In fact the very short segments at the end serve no useful purpose, so to avoid short
segments we refine the rule
as follows:
If the length of any segment other than the last
is less than or equal to the length of its right-hand neighbour,
or if the combined length of the two segments is less than 32,
then combine the two segments into one.
With this rule, a string built by appending 19,999 individual characters has
segments with lengths (16384, 2048, 1024, 512, 31), while with a million characters
the lengths are now (524288, 262144, 131072, 65536, 16384, 512, 32, 32)
The significance of having shorter segments near the end, where new
data is likely to be added, is that adding a new character to an existing
segment is cheaper if the segment is short, because it reduces the amount of
character copying. But we don’t want all the
segments to be short, because that increases the per-object space overhead,
increases the length of the search needed for substring operations, and reduces
locality of reference when processing the entire string.

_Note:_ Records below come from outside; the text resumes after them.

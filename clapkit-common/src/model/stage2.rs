//! Stage 2 (shot division) document types
//!
//! Stage 2 documents carry the per-scene shot breakdown. Scenes and shots are
//! deserialized leniently (every field defaulted) so that documents still
//! under repair can be loaded and edited; structural complaints are the
//! validator's job, not the deserializer's. Unknown fields ride along in
//! `extra` and survive the parse → edit → export round trip untouched.

use serde::{Deserialize, Serialize};
use serde_json::{Map, Value};

/// Stage 2 pipeline step
#[derive(Debug, Clone, Copy, PartialEq, Eq, Serialize, Deserialize)]
pub enum Stage2Step {
    /// Shot division pass (2A)
    #[serde(rename = "shot_division_2A")]
    ShotDivision2A,
    /// Visual direction pass (2B)
    #[serde(rename = "visual_direction_2B")]
    VisualDirection2B,
}

impl Stage2Step {
    pub const ALL: [Stage2Step; 2] = [Stage2Step::ShotDivision2A, Stage2Step::VisualDirection2B];

    pub fn as_str(&self) -> &'static str {
        match self {
            Stage2Step::ShotDivision2A => "shot_division_2A",
            Stage2Step::VisualDirection2B => "visual_direction_2B",
        }
    }

    pub fn parse(s: &str) -> Option<Self> {
        Self::ALL.iter().copied().find(|step| step.as_str() == s)
    }
}

/// Camera movement metadata attached to a shot
#[derive(Debug, Clone, Default, Serialize, Deserialize)]
pub struct CameraMovement {
    /// Movement type from the camera vocabulary (joined with `" + "` for
    /// merged shots)
    #[serde(default, rename = "type", skip_serializing_if = "Option::is_none")]
    pub movement_type: Option<String>,

    /// Movement speed (joined with `" / "` for merged shots)
    #[serde(default, skip_serializing_if = "Option::is_none")]
    pub speed: Option<String>,

    /// Movement duration, e.g. `"4s"` (joined with `" + "` for merged shots)
    #[serde(default, skip_serializing_if = "Option::is_none")]
    pub duration: Option<String>,

    /// Open-ended extensions (secondary movement, focus shift, ...)
    #[serde(flatten)]
    pub extra: Map<String, Value>,
}

/// A single shot within a scene
#[derive(Debug, Clone, Default, Serialize, Deserialize)]
pub struct Shot {
    /// Shot id, pattern `S<scene>.<seq>.<seq>` (e.g. `S01.01.01`)
    #[serde(default)]
    pub shot_id: String,

    /// Always `"regular"` in well-formed documents
    #[serde(default, skip_serializing_if = "Option::is_none")]
    pub shot_type: Option<String>,

    /// One line of scenario prose this shot covers
    #[serde(default)]
    pub shot_text: String,

    /// Characters appearing in the shot
    #[serde(default, skip_serializing_if = "Option::is_none")]
    pub shot_character: Option<Vec<String>>,

    /// Scene-title reference
    #[serde(default, skip_serializing_if = "Option::is_none")]
    pub scene: Option<String>,

    #[serde(default, skip_serializing_if = "Option::is_none")]
    pub camera_movement: Option<CameraMovement>,

    /// Movement description block; existence is validated, shape is open
    #[serde(default, skip_serializing_if = "Option::is_none")]
    pub movement_description: Option<Value>,

    #[serde(default, skip_serializing_if = "Option::is_none")]
    pub starting_frame: Option<Value>,

    #[serde(default, skip_serializing_if = "Option::is_none")]
    pub ending_frame: Option<Value>,

    #[serde(flatten)]
    pub extra: Map<String, Value>,
}

/// A scene: scenario prose plus its shot breakdown
#[derive(Debug, Clone, Default, Serialize, Deserialize)]
pub struct Scene {
    /// Scene id, pattern `S<nn>` (e.g. `S01`)
    #[serde(default)]
    pub scene_id: String,

    #[serde(default)]
    pub scene_title: String,

    #[serde(default)]
    pub scene_scenario: String,

    /// Concept-art references (characters/location/props); existence is
    /// validated, shape is open
    #[serde(default, skip_serializing_if = "Option::is_none")]
    pub concept_art_references: Option<Value>,

    #[serde(default)]
    pub shots: Vec<Shot>,

    #[serde(flatten)]
    pub extra: Map<String, Value>,
}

The key operations on a ZenoString perform as follows:
-
Scanning the string: O(n). This simply involves scanning each of the segments in turn.

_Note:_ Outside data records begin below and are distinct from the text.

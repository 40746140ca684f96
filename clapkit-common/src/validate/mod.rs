//! Structural validation
//!
//! Two stage-specific validators walk a raw document value against the
//! pipeline schemas and return an ordered diagnostics list. Validators never
//! fail and never stop early: every check is defensive against missing or
//! ill-typed structure and reports instead of propagating, so even a badly
//! broken document yields a complete, deterministic report.

pub mod stage1;
pub mod stage2;

use serde::{Deserialize, Serialize};
use serde_json::Value;

/// Diagnostic severity, most severe first
#[derive(Debug, Clone, Copy, PartialEq, Eq, Serialize, Deserialize)]
#[serde(rename_all = "lowercase")]
pub enum Severity {
    Error,
    Warning,
    Info,
}

/// Which rule family produced a diagnostic
#[derive(Debug, Clone, Copy, PartialEq, Eq, Serialize, Deserialize)]
#[serde(rename_all = "lowercase")]
pub enum Category {
    /// Top-level identity fields the pipeline cannot proceed without
    Essential,
    /// Narrative content (logline, synopsis, scenario, shots)
    Story,
    /// Visual-block and camera/frame structure
    Visual,
    /// Type and format violations
    Schema,
    /// Anything else (unexpected fields, structural oddities)
    Other,
}

/// Diagnostic source: a failed parse or a schema rule
#[derive(Debug, Clone, Copy, PartialEq, Eq, Serialize, Deserialize)]
#[serde(rename_all = "lowercase")]
pub enum DiagnosticKind {
    Syntax,
    Schema,
}

/// One validation finding
#[derive(Debug, Clone, PartialEq, Eq, Serialize, Deserialize)]
pub struct Diagnostic {
    #[serde(rename = "type")]
    pub kind: DiagnosticKind,
    pub severity: Severity,
    pub category: Category,
    /// Dotted/bracketed field path, e.g. `scenes[2].shots[0].shot_id`
    pub path: String,
    pub message: String,
    /// 1-based line number, syntax diagnostics only
    #[serde(default, skip_serializing_if = "Option::is_none")]
    pub line: Option<usize>,
    /// Context hint (for syntax failures, the surrounding source lines)
    #[serde(default, skip_serializing_if = "Option::is_none")]
    pub suggestion: Option<String>,
}

impl Diagnostic {
    /// Schema-rule diagnostic with error severity.
    pub fn schema(category: Category, path: impl Into<String>, message: impl Into<String>) -> Self {
        Diagnostic {
            kind: DiagnosticKind::Schema,
            severity: Severity::Error,
            category,
            path: path.into(),
            message: message.into(),
            line: None,
            suggestion: None,
        }
    }

    /// Syntax diagnostic (parse failure).
    pub fn syntax(severity: Severity, path: impl Into<String>, message: impl Into<String>) -> Self {
        Diagnostic {
            kind: DiagnosticKind::Syntax,
            severity,
            category: Category::Schema,
            path: path.into(),
            message: message.into(),
            line: None,
            suggestion: None,
        }
    }

    pub fn with_severity(mut self, severity: Severity) -> Self {
        self.severity = severity;
        self
    }
}

/// JSON-truthiness used by the defensive field checks: absent, `null`, `""`,
/// `false`, and `0` all count as missing, any object or array counts as
/// present even when empty.
pub(crate) fn truthy(value: Option<&Value>) -> bool {
    match value {
        None | Some(Value::Null) => false,
        Some(Value::Bool(b)) => *b,
        Some(Value::Number(n)) => n.as_f64().map_or(false, |f| f != 0.0),
        Some(Value::String(s)) => !s.is_empty(),
        Some(Value::Array(_)) | Some(Value::Object(_)) => true,
    }
}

Note that the cost of scanning is for practical purposes independant of the the number
of segments
or their size distribution.
-
Finding the Nth character of the string
(or a substring from positions M to N): O(log N). The relevant
segment or segments can be found by a binary chop on the index array. The operation
of extracting a substring
has already been discussed.
-
Searching for a substring: O(n). The positions where a particular
character occurs can be obtained by scanning the string looking for that character;
to search
for a substring (needed for example to support contains()
), search for the first
character, then scan forwards to compare the subsequent characters with those of the
required substring.
-
Appending a character: O(1). This either involves creating a new segment, or adding the character
to the last segment. It may also involve some consolidation of preceding segments,
but this is
sufficiently rare that it does not contribute significantly to the cost. During string
construction
each character is copied log(N) times where N is the
final length of the string.
-
Inserting or removing a character or substring other than at the end: O(N).

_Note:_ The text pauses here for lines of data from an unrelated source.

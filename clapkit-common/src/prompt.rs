//! Prompt assembly
//!
//! The editor hands work back to the generation pipeline as text prompts:
//! a correction request built from validation diagnostics, a scene direction
//! update built from a reconciled shot list, and the `KEY:VALUE;` rendering
//! of visual-block maps. Block rendering follows map insertion order — the
//! pipeline reads meaning into key order, which is why block maps are
//! order-preserving end to end.

use once_cell::sync::Lazy;
use regex::Regex;
use serde_json::{Map, Value};

use crate::reconcile::UpdateStatus;
use crate::validate::{Diagnostic, Severity};

static KEY_PREFIX_RE: Lazy<Regex> = Lazy::new(|| Regex::new(r"^\d+_").expect("valid regex"));

/// Render an entity's block map as a `KEY:VALUE; ` list.
///
/// Keys lose any numeric ordering prefix (`1_STYLE` → `STYLE`) and are
/// uppercased; blank values are dropped. Returns an empty string when
/// nothing remains.
pub fn format_blocks(blocks: &Map<String, Value>) -> String {
    let entries: Vec<String> = blocks
        .iter()
        .filter_map(|(key, value)| {
            let text = value.as_str()?.trim();
            if text.is_empty() {
                return None;
            }
            let clean_key = KEY_PREFIX_RE.replace(key, "").to_uppercase();
            Some(format!("{clean_key}:{text}"))
        })
        .collect();

    if entries.is_empty() {
        String::new()
    } else {
        format!("{};", entries.join("; "))
    }
}

/// One shot line of a scene update prompt
#[derive(Debug, Clone)]
pub struct PromptShot<'a> {
    pub shot_id: &'a str,
    pub text: &'a str,
    /// Classification from the latest reconciliation, if any
    pub status: Option<UpdateStatus>,
    /// Free-form per-shot correction request, if any
    pub request: Option<&'a str>,
}

/// Build the scene direction update request for a re-segmented scene.
pub fn scene_update_prompt(scene_id: &str, shots: &[PromptShot<'_>]) -> String {
    let mut prompt = String::from("# Scene Direction Update Request\n\n");
    prompt.push_str(&format!(
        "Please generate the visual direction for Scene {scene_id} based on the \
         following updated shot list and specific modification requests.\n\n"
    ));

    prompt.push_str("## Updated Shot List\n");
    let list: Vec<String> = shots
        .iter()
        .map(|shot| {
            let tag = shot
                .status
                .and_then(|status| status.prompt_tag())
                .map(|tag| format!(" {tag}"))
                .unwrap_or_default();
            format!("{}:{} {}", shot.shot_id, tag, shot.text)
        })
        .collect();
    prompt.push_str(&list.join("\n"));

    let requests: Vec<String> = shots
        .iter()
        .filter_map(|shot| {
            shot.request
                .filter(|request| !request.trim().is_empty())
                .map(|request| format!("{}: {}", shot.shot_id, request))
        })
        .collect();
    if !requests.is_empty() {
        prompt.push_str("\n\n## Specific Modification Requests\n");
        prompt.push_str(&requests.join("\n"));
    }

    prompt
}

/// Build a correction request from a diagnostics list.
///
/// Error-severity findings become a numbered list; syntax context windows
/// are appended so the prompt is actionable without the caller recomputing
/// anything.
pub fn correction_prompt(diagnostics: &[Diagnostic]) -> String {
    let errors: Vec<String> = diagnostics
        .iter()
        .filter(|diag| diag.severity == Severity::Error)
        .enumerate()
        .map(|(idx, diag)| {
            if diag.path.is_empty() {
                format!("{}. {}", idx + 1, diag.message)
            } else {
                format!("{}. {}: {}", idx + 1, diag.path, diag.message)
            }
        })
        .collect();

    let contexts: Vec<&str> = diagnostics
        .iter()
        .filter_map(|diag| diag.suggestion.as_deref())
        .collect();

    let mut prompt = String::from("[JSON Correction Request]\n\n## Errors\n");
    prompt.push_str(&errors.join("\n"));
    if !contexts.is_empty() {
        prompt.push_str("\n\n## Context near the errors\n");
        prompt.push_str(&contexts.join("\n\n"));
    }
    prompt.push_str("\n\n## Request\nPlease output the complete corrected JSON again.");
    prompt
}

#[cfg(test)]
mod tests {
    use super::*;
    use crate::validate::Category;
    use serde_json::json;

    fn blocks(pairs: &[(&str, &str)]) -> Map<String, Value> {
        pairs
            .iter()
            .map(|(k, v)| (k.to_string(), json!(v)))
            .collect()
    }

    #[test]
    fn test_format_blocks_order_and_prefix() {
        let blocks = blocks(&[
            ("1_STYLE", "ink wash"),
            ("2_outfit", "oil-skin coat"),
            ("notes", "  keeps ticket visible "),
        ]);
        assert_eq!(
            format_blocks(&blocks),
            "STYLE:ink wash; OUTFIT:oil-skin coat; NOTES:keeps ticket visible;"
        );
    }

    #[test]
    fn test_format_blocks_drops_blank_values() {
        let blocks = blocks(&[("1_STYLE", ""), ("2_MOOD", "   ")]);
        assert_eq!(format_blocks(&blocks), "");
    }

    #[test]
    fn test_format_blocks_skips_non_string_values() {
        let mut map = blocks(&[("1_STYLE", "ink wash")]);
        map.insert("weight".to_string(), json!(3));
        assert_eq!(format_blocks(&map), "STYLE:ink wash;");
    }

    #[test]
    fn test_scene_update_prompt_tags_and_requests() {
        let shots = [
            PromptShot {
                shot_id: "S01.01",
                text: "Wind rattles the railing.",
                status: Some(UpdateStatus::Unchanged),
                request: None,
            },
            PromptShot {
                shot_id: "S01.02",
                text: "Mira grips her ticket.",
                status: Some(UpdateStatus::Split),
                request: Some("hold on her hands longer"),
            },
        ];
        let prompt = scene_update_prompt("S01", &shots);

        assert!(prompt.contains("Scene S01"));
        assert!(prompt.contains("S01.01: Wind rattles the railing."));
        assert!(prompt.contains("S01.02: [Split] Mira grips her ticket."));
        assert!(prompt.contains("## Specific Modification Requests"));
        assert!(prompt.contains("S01.02: hold on her hands longer"));
    }

    #[test]
    fn test_scene_update_prompt_without_requests() {
        let shots = [PromptShot {
            shot_id: "S01.01",
            text: "text",
            status: Some(UpdateStatus::New),
            request: None,
        }];
        let prompt = scene_update_prompt("S01", &shots);
        assert!(prompt.contains("S01.01: [New] text"));
        assert!(!prompt.contains("Specific Modification Requests"));
    }

    #[test]
    fn test_correction_prompt_filters_to_errors() {
        let diags = vec![
            Diagnostic::schema(Category::Essential, "film_id", "film_id is missing"),
            Diagnostic::schema(Category::Story, "current_work.logline", "logline is missing")
                .with_severity(Severity::Warning),
        ];
        let prompt = correction_prompt(&diags);
        assert!(prompt.contains("1. film_id: film_id is missing"));
        assert!(!prompt.contains("logline"));
        assert!(prompt.contains("corrected JSON"));
    }

    #[test]
    fn test_correction_prompt_includes_syntax_context() {
        let diag = crate::parse::syntax_diagnostic("bad token at position 3", "{\n}");
        let prompt = correction_prompt(&[diag]);
        assert!(prompt.contains("## Context near the errors"));
        assert!(prompt.contains("1: {"));
    }
}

If the position of the insertion or removal is random, then on average a little over
25% of the
characters in the existing string will need to be moved, on the assumption that the
largest segment contains half
the string, and inserting or removing into this segment involves moving all the characters
in this segment. So
50% of the time, 50% of the characters will need to be moved; 25% of the time, 25%
will need to be moved, and so on,
giving the overall average number of character moves as N × (1/4 + 1/16 + 1/64...).
-
Concatenating two strings: O(1). In the simplest case this just involves copying the index arrays and
adjusting the offsets accordingly (the actual segments can be reused, they do not
need to be copied).
There is the option of consolidating the segments to reduce fragmentation: this is
discussed below, but it is not
an expensive operation.
If, instead of appending characters one at a time, a string is built incrementally
by appending strings that
are less predictable in length, the segment lengths will follow the same general
pattern, but without such perfect regularity. For example if we build a string by
concatenating the words of
Shakespeare’s Othello (one word at a time), we get a string with segment lengths
(93820, 25652, 2667, 233, 215, 118, 64, 61, 26, 13).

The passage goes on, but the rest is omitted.